Imagine the following question; given a dataset of fashion products, find the most similar items for a query fashion item — e.g. green, female, short jeans? Without explicit similarity criteria, this question can be confusing. The most similar items in terms of color, gender, style or fabric are different. If the dataset is a few items big, a human can compromise and rank items according to an acceptable similarity combination. This space embedding and retrieval problem is an important machine learning problem.
Most retrieval literature address embedding from a single similarity metric perspective. Using an explicit similarity metric, e.g. color, off-the-shelf machine learning approaches like contrastive loss or triplet loss can solve this question. Advanced, in terms of complexity and accuracy, approaches like quadruplet loss and quintuplet loss can be adapted as well; yet these systems are usually trained on a single metric. To support multiple similarity metrics, train multiple systems. In the previous example, with four similarity metrics (color, gender, style, fabric), four different systems can be trained independently.
This paper proposes a single network capable of handling multiple-similarity metrics — i.e. no need to train multiple networks. The paper claims that a single network trained on multiple similarity metrics can outperform N specialized networks each trained for a single similarity metric. The core idea is to train an initial embedding, then mask features to get various embedding dependent on the trained masks.
The following figure illustrates the pipeline proposed; a CNN learns objects initial embeddings —highlighted in orange. Multiple masks are applied to the initial embedding to get multiple embedding for multiple similarity metrics. In the figure, yellow, blue, green can filter color, gender, style features respectively. Masks can be manually tweaked or trained using standard deep network optimizers — both approaches evaluated in the paper. In the figure, binary masks are utilized for simplicity purpose.
Two datasets with multiple similarity metrics are leveraged to train and evaluate the proposed pipeline. The fonts dataset contains single characters in grayscale and defines similarity based on font-style or character type. The second Zappos50k shoe dataset defines similarity based on four metrics: The type of the shoes (i.e., shoes, boots, sandals or slippers), the suggested gender of the shoes (i.e., for women, men, girls or boys), the height of the shoes’ heels (numerical measurements from 0 to 5 inches) and the closing mechanism of the shoes (buckle, pull on, slip on, hook and loop or laced up). Datasets with multiple similarity metrics are rare; so these are valuable to those working on embedding and retrieval problems.
The following figure shows an overview of the whole architecture. The shirt and high-heel have the same color, while the high-heel and sneaker belong to the same fashion category.

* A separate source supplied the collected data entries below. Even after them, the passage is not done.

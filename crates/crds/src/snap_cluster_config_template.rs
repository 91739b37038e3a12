//! SnapClusterConfigTemplate CRD
//!
//! Template wrapping a [`SnapClusterConfigSpec`]. MachineDeployments and
//! control plane providers reference a template and stamp one
//! SnapClusterConfig per machine from it; the bootstrap controller never
//! reconciles the template itself.

use kube::CustomResource;
use schemars::JsonSchema;
use serde::{Deserialize, Serialize};

use crate::snap_cluster_config::SnapClusterConfigSpec;

#[derive(CustomResource, Debug, Clone, Serialize, Deserialize, JsonSchema, Default)]
#[kube(
    group = "bootstrap.snapcluster.dev",
    version = "v1beta1",
    kind = "SnapClusterConfigTemplate",
    namespaced
)]
#[serde(rename_all = "camelCase")]
pub struct SnapClusterConfigTemplateSpec {
    /// The configuration stamped onto each generated SnapClusterConfig
    pub template: SnapClusterConfigTemplateResource,
}

/// The templated resource body: only the spec is templated, metadata is
/// owned by whoever stamps the config.
#[derive(Debug, Clone, Serialize, Deserialize, JsonSchema, Default)]
#[serde(rename_all = "camelCase")]
pub struct SnapClusterConfigTemplateResource {
    /// Spec copied verbatim into the generated SnapClusterConfig
    #[serde(default)]
    pub spec: SnapClusterConfigSpec,
}
//! Structured cloud-config plans and their YAML rendering.
//!
//! The rendered output is parsed literally by the first-boot agent on the
//! provisioned machine, so the section order (write_files, runcmd, bootcmd)
//! and the per-file field order (content, path, permissions, owner) are a
//! compatibility contract. Serialization relies on serde emitting struct
//! fields in declaration order, which keeps the output byte-for-byte
//! reproducible for identical plans.

use serde::{Deserialize, Serialize};

use crate::error::Error;

/// Header line expected by cloud-init at the top of the user data.
pub const CLOUD_CONFIG_HEADER: &str = "#cloud-config\n";

/// A file written to the machine before any command runs.
///
/// Field order matters: it fixes the key order in the rendered YAML.
#[derive(Debug, Clone, PartialEq, Eq, Serialize, Deserialize)]
pub struct File {
    /// File contents, written verbatim
    pub content: String,
    /// Absolute path on the machine
    pub path: String,
    /// Octal permission string, e.g. "0600"
    pub permissions: String,
    /// Owner specification, e.g. "root:root"
    pub owner: String,
}

/// An ordered provisioning plan for one machine.
///
/// Constructed exclusively by the plan compiler, consumed by
/// [`generate_cloud_config`]; plans are never mutated after compilation and
/// never reused across reconciliation attempts.
#[derive(Debug, Clone, Default, PartialEq, Eq, Serialize, Deserialize)]
pub struct CloudConfig {
    /// Files staged before any command runs
    pub write_files: Vec<File>,
    /// Commands executed once, in order, on first boot
    pub runcmd: Vec<String>,
    /// Commands executed early in the boot process, in order
    pub bootcmd: Vec<String>,
}

/// Renders a plan to the cloud-config byte sequence handed to the machine.
///
/// Pure serialization: identical plans render to identical bytes. The only
/// failure mode is a YAML serialization error, which indicates a bug rather
/// than bad user input.
pub fn generate_cloud_config(config: &CloudConfig) -> Result<Vec<u8>, Error> {
    let rendered = serde_yaml::to_string(config)?;

    let mut out = Vec::with_capacity(CLOUD_CONFIG_HEADER.len() + rendered.len());
    out.extend_from_slice(CLOUD_CONFIG_HEADER.as_bytes());
    out.extend_from_slice(rendered.as_bytes());
    Ok(out)
}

The following figure shows 2D embedding for shoes in two spaces: closure mechanism and shoes’ category.
The proposed pipeline is evaluated against a standard triplet network for multiple similarity metrics, a set of N-specialized triplet network each trained for a single similarity metric. Two variants of conditional similarity networks are proposed: fixed disjoint masks where each dimension encode a specific notion of similarity; learned joint masks where learnable masks select features relevant to the respective notion of similarity. The following figure presents the evaluated models
The Standard triplet network is trained with multiple different similarity metrics— i.e. Given (blue sneakers, blue heels, red sneaker, similarity_metric=color), the network should embed the blue sneaker closer to blue heels, yet the same network should embed the blue sneaker closer to red sneaker if the similarity_metric=style. Given that the similarity_metric is not available at test time, this becomes a nonsense baseline. I feel the need to explicitly highlight this multiple times in this article.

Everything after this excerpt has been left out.